Robust contrast enhancement method using a retinex model with adaptive brightness for detection applications

Opt Express. 2022 Oct 10;30(21):37736-37752. doi: 10.1364/OE.472557.

Abstract

Low light image enhancement with adaptive brightness, color and contrast preservation in degraded visual conditions (e.g., extreme dark background, lowlight, back-light, mist. etc.) is becoming more challenging for machine cognition applications than anticipated. A realistic image enhancement framework should preserve brightness and contrast in robust scenarios. The extant direct enhancement methods amplify objectionable structure and texture artifacts, whereas network-based enhancement approaches are based on paired or large-scale training datasets, raising fundamental concerns about their real-world applicability. This paper presents a new framework to get deep into darkness in degraded visual conditions following the fundamental of retinex-based image decomposition.
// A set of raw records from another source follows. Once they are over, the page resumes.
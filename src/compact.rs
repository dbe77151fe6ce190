//! # Event Log Compaction
//!
//! The events table grows with every write; compaction trims it under two
//! constraints at once: keep at least the newest `compact_keep_events`
//! events, and keep every event younger than `compact_min_age` — the
//! retained window is what bookmark resumes can still reach.
//!
//! A pass estimates the event count from the id range (good enough with
//! gaps), derives a cutoff id from the count bound, then binary-searches
//! the id space for the oldest event still protected by the age bound.
//! The search probes with `max(event_id) WHERE event_id < mid`, which
//! tolerates id gaps. Deletes run in batches of 1000 to bound transaction
//! size and lock duration.
//!
//! Passes are mutually exclusive; the background runner simply calls
//! [`State::compact`] on a ticker and logs the outcome.

use std::sync::Arc;

use chrono::Utc;
use rusqlite::params;
use tokio::sync::watch;
use tokio::task::JoinHandle;
use tracing::{error, info};

use crate::error::{Error, Result};
use crate::pool::PooledConn;
use crate::state::{blocking, State, StateInner};

/// Events deleted per transaction while trimming.
const DELETE_BATCH: i64 = 1000;

/// Outcome of one compaction pass.
#[derive(Debug, Clone, Copy, Default, PartialEq, Eq)]
pub struct CompactionInfo {
    /// Events deleted by this pass.
    pub events_compacted: i64,
    /// Estimated events remaining after this pass.
    pub remaining_events: i64,
}

impl State {
    /// Runs one compaction pass.
    ///
    /// Passes are serialized: a concurrent call waits for the running
    /// pass to finish before starting its own.
    pub async fn compact(&self) -> Result<CompactionInfo> {
        run_pass(&self.inner).await
    }
}

/// One full pass against a held connection.
fn compact_pass(
    conn: PooledConn,
    prefix: &str,
    keep_events: i64,
    age_cutoff: i64,
) -> Result<CompactionInfo> {
    let mut info = CompactionInfo::default();

    let (min_id, max_id): (i64, i64) = conn.query_row(
        &format!(
            "SELECT coalesce(min(event_id), 0), coalesce(max(event_id), 0) FROM {prefix}events"
        ),
        [],
        |row| Ok((row.get(0)?, row.get(1)?)),
    )?;

    if min_id == 0 && max_id == 0 {
        // no events
        return Ok(info);
    }

    // the id range over-counts only by the gaps, which is close enough
    info.remaining_events = max_id - min_id + 1;

    if info.remaining_events <= keep_events {
        return Ok(info);
    }

    // never drop into the newest keep_events window
    let count_cutoff = max_id - keep_events + 1;

    // binary search [min_id, count_cutoff) for the first event the age
    // bound still protects
    let (mut left, mut right) = (min_id, count_cutoff);
    let mut probe_timestamp: i64 = 0;

    while left < right {
        let mid = (left + right) / 2;

        if mid == min_id {
            // there are no older events to probe
            break;
        }

        // event ids may have gaps; probe the closest event below mid
        let probe: (Option<i64>, Option<i64>) = conn.query_row(
            &format!(
                "SELECT max(event_id), event_timestamp FROM {prefix}events WHERE event_id < ?1"
            ),
            params![mid],
            |row| Ok((row.get(0)?, row.get(1)?)),
        )?;

        probe_timestamp = match probe {
            (Some(_), Some(timestamp)) => timestamp,
            _ => {
                return Err(Error::Internal(format!(
                    "no event found below event id {mid} during compaction"
                )))
            }
        };

        if probe_timestamp < age_cutoff {
            left = mid + 1;
        } else {
            right = mid;
        }
    }

    if probe_timestamp > age_cutoff {
        // everything below the count cutoff is still within the age bound
        return Ok(info);
    }

    let effective_cutoff = left;

    // batched deletes bound the transaction size and lock duration
    loop {
        let affected = conn.execute(
            &format!(
                "DELETE FROM {prefix}events WHERE event_id IN
                 (SELECT event_id FROM {prefix}events WHERE event_id < ?1 LIMIT {DELETE_BATCH})"
            ),
            params![effective_cutoff],
        )? as i64;

        info.events_compacted += affected;
        info.remaining_events -= affected;

        if affected == 0 {
            break;
        }
    }

    Ok(info)
}

// =============================================================================
// Background Runner
// =============================================================================

/// Spawns the periodic compaction task: run a pass, log the outcome,
/// sleep an interval, repeat until shutdown.
pub(crate) fn spawn_runner(
    inner: Arc<StateInner>,
    mut shutdown: watch::Receiver<bool>,
) -> JoinHandle<()> {
    tokio::spawn(async move {
        let interval = inner.options.compaction_interval;

        loop {
            match run_pass(&inner).await {
                Ok(info) => info!(
                    events_compacted = info.events_compacted,
                    remaining_events = info.remaining_events,
                    "database compaction completed"
                ),
                // a panicking pass surfaces here as Error::Internal and
                // does not take the runner down
                Err(err) => error!(error = %err, "failed to compact database"),
            }

            tokio::select! {
                changed = shutdown.changed() => {
                    if changed.is_err() || *shutdown.borrow() {
                        return;
                    }
                }
                _ = tokio::time::sleep(interval) => {}
            }
        }
    })
}

/// One serialized pass against the shared state, without a `State` handle.
async fn run_pass(inner: &Arc<StateInner>) -> Result<CompactionInfo> {
    let _guard = inner.compact_mu.lock().await;

    let conn = inner.pool.acquire().await?;
    let prefix = inner.options.table_prefix.clone();
    let keep_events = inner.options.compact_keep_events;
    let age_cutoff = Utc::now().timestamp() - inner.options.compact_min_age.num_seconds();

    blocking(move || compact_pass(conn, &prefix, keep_events, age_cutoff)).await
}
We separate the reflection and illumination components to perform independent weighted enhancement operations on each component to preserve the visual details with a balance of brightness and contrast. A comprehensive weighting strategy is proposed to constrain image decomposition while disrupting the irregularities of high frequency reflection and illumination to improve the contrast. At the same time, we propose to guide the illumination component with a high-frequency component for structure and texture preservation in degraded visual conditions. Unlike existing approaches, the proposed method works regardless of the training data type (i.e., low light, normal light, or normal and low light pairs). A deep into darkness network (D2D-Net) is proposed to maintain the visual balance of smoothness without compromising the image quality. We conduct extensive experiments to demonstrate the superiority of the proposed enhancement. We test the performance of our method for object detection tasks in extremely dark scenarios. Experimental results demonstrate that our method maintains the balance of visual smoothness, making it more viable for future interactive visual applications.